There is no denying that the 2019 Gillette ad “We Believe: The Best a Man Can Be” generated enormous controversy. Thousands upon thousands of individuals went so far as to assert that it was a full-blown assault on men. Many labeled it emasculating and deeply offensive. But to all those claiming wrongdoing on the part of Gillette, I say the following: perhaps your interpretation of the piece is wrong.

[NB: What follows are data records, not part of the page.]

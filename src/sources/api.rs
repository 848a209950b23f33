//! HTTP API extractor
//!
//! Requests one URL per unit, with dates substituted into the URL, headers
//! and body, and reads the response as JSON records or CSV.

use async_trait::async_trait;
use reqwest::Client;
use reqwest::header::CONTENT_TYPE;
use serde::{Deserialize, Serialize};
use std::collections::BTreeMap;
use tracing::debug;

use super::ensure_success;
use super::template::render;
use crate::config::DEFAULT_DATE_FORMAT;
use crate::dataset::RecordSet;
use crate::dataset::delimited::{CsvOptions, read_csv};
use crate::dataset::json::records_from_json;
use crate::errors::AppResult;
use crate::pipeline::{Extractor, RunContext, StageError, StageOutput, StageResult, WorkUnit};
use crate::utils::url::UrlUtils;

#[derive(Debug, Clone, Copy, Default, PartialEq, Eq, Serialize, Deserialize)]
#[serde(rename_all = "UPPERCASE")]
pub enum HttpMethod {
    #[default]
    Get,
    Post,
}

#[derive(Debug, Clone, Copy, Default, PartialEq, Eq, Serialize, Deserialize)]
#[serde(rename_all = "snake_case")]
pub enum ResponseFormat {
    #[default]
    Json,
    Csv,
}

/// A JSON field whose value marks an empty response, e.g. `statusMsg`
#[derive(Debug, Clone, PartialEq, Serialize, Deserialize)]
pub struct NoDataMarker {
    pub field: String,
    pub equals: String,
}

#[derive(Debug, Clone, PartialEq, Serialize, Deserialize)]
pub struct ApiConfig {
    pub url: String,
    #[serde(default)]
    pub method: HttpMethod,
    #[serde(default)]
    pub headers: BTreeMap<String, String>,
    /// Raw request body template
    #[serde(default)]
    pub body: Option<String>,
    /// Form fields sent url-encoded when no raw body is given
    #[serde(default)]
    pub form: BTreeMap<String, String>,
    #[serde(default = "default_date_format")]
    pub date_format: String,
    #[serde(default)]
    pub format: ResponseFormat,
    /// Dotted path to the record array inside a JSON response
    #[serde(default)]
    pub records_key: Option<String>,
    #[serde(default)]
    pub no_data: Option<NoDataMarker>,
}

fn default_date_format() -> String {
    DEFAULT_DATE_FORMAT.to_string()
}

pub struct ApiExtractor {
    config: ApiConfig,
    client: Client,
}

impl ApiExtractor {
    pub fn new(config: ApiConfig, client: Client) -> Self {
        Self { config, client }
    }

    async fn fetch(&self, ctx: &RunContext<'_>, unit: &WorkUnit) -> AppResult<String> {
        let fill = |template: &str| render(template, unit, ctx.run_date, &self.config.date_format);
        let url = fill(&self.config.url);
        let safe_url = UrlUtils::obfuscate_credentials(&url);
        ctx.log.info(format!(
            "[{}] {:?} {}",
            unit.label, self.config.method, safe_url
        ));

        let mut request = match self.config.method {
            HttpMethod::Get => self.client.get(&url),
            HttpMethod::Post => self.client.post(&url),
        };
        for (name, value) in &self.config.headers {
            request = request.header(name.as_str(), fill(value));
        }
        if let Some(body) = &self.config.body {
            request = request.body(fill(body));
        } else if !self.config.form.is_empty() {
            let mut form = url::form_urlencoded::Serializer::new(String::new());
            for (name, value) in &self.config.form {
                form.append_pair(name, &fill(value));
            }
            request = request
                .header(CONTENT_TYPE, "application/x-www-form-urlencoded")
                .body(form.finish());
        }

        let response = request.send().await?;
        ensure_success(response.status(), &url)?;
        let text = response.text().await?;
        debug!("Received {} bytes from {}", text.len(), safe_url);
        Ok(text)
    }
}

/// Turn a response body into records; empty results are `NoData`
pub fn parse_response(config: &ApiConfig, body: &str) -> AppResult<StageOutput<RecordSet>> {
    let set = match config.format {
        ResponseFormat::Json => {
            let document: serde_json::Value = serde_json::from_str(body)?;
            if let Some(marker) = &config.no_data
                && document
                    .get(&marker.field)
                    .and_then(|v| v.as_str())
                    .is_some_and(|v| v.trim() == marker.equals.trim())
            {
                return Ok(StageOutput::no_data(format!("{} is '{}'", marker.field, marker.equals)));
            }
            records_from_json(&document, config.records_key.as_deref())?
        }
        ResponseFormat::Csv => read_csv(body.as_bytes(), &CsvOptions::default())?,
    };
    if set.is_empty() {
        Ok(StageOutput::no_data("empty response"))
    } else {
        Ok(StageOutput::Data(set))
    }
}

#[async_trait]
impl Extractor for ApiExtractor {
    async fn extract(&self, ctx: &RunContext<'_>, unit: &WorkUnit) -> StageResult<RecordSet> {
        let body = self
            .fetch(ctx, unit)
            .await
            .map_err(|e| StageError::extraction(format!("{}: {e}", ctx.source)))?;
        parse_response(&self.config, &body)
            .map_err(|e| StageError::extraction(format!("{}: {e}", ctx.source)))
    }
}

Although on the surface the ad may merely display “men doing douchey shit,” a closer examination reveals numerous instances wherein responsibility for the poor actions of the men is placed on the society they reside in. So, although the Gillette ad does in fact attack many of the behaviors of men—portraying them in decidedly negative light—it does not attack the men themselves who are engaged in these actions. Rather, Gillette fully acknowledges the collective societal origins of these deeply-ingrained, serious issues and demonstrates the manner in which media and television especially promote toxic actions and ideals. In a society that often holds men to rigid standards and imposes conformity, Gillette is simply depicting the plights of men.

So, yes, Theo Von, people will still have dicks in the future; Gillette’s hope is merely that the presence of a penis will not automatically ascribe unto men certain characteristics and personality traits. Men after all, as Gillette believes, should be free to express their masculinity in healthy, respectful, and positive ways.

Works Cited

@piersmorgan, “I've used @Gillette razors my entire adult life but this absurd virtue-signalling PC guff may drive me away to a company less eager to fuel the current pathetic global assault on masculinity. Let boys be damn boys. Let men be damn men, Twitter, 14 Jan. 2019, https://twitter.com/piersmorgan/status/1084891133757587456?lang=en.

“Theo Von,” The Joe Rogan Experience, Spotify, 15 Jan. 2019, https://open.spotify.com/episode/2OxkhCyFvDenTo1EO6dVZf?si=9aYZRFmmQGu4xMybULzpvQ&dl_branch=1.

Discussion Questions
  1. What is the visual evidence the author uses to defend her claim that the commercial’s critique is aimed not specifically at men but at the social systems that perpetuate forms of toxic masculinity? What reasons does she offer to explain how that evidence supports her claim and not the other?

  2. This essay responds to assertions made not by other academics but by primarily cultural figures, at least two of whom have, at the time of writing, considerable followings. In what ways does responding to these figures benefit the work of this essay? In what ways might it potentially be a detriment to it?

  3. This academic essay occasionally appropriates and implements some of the coarser language used by the voices against whom the essay positions itself. What is the rhetorical effect of employing this language? What does the author gain in using it, and what might she risk?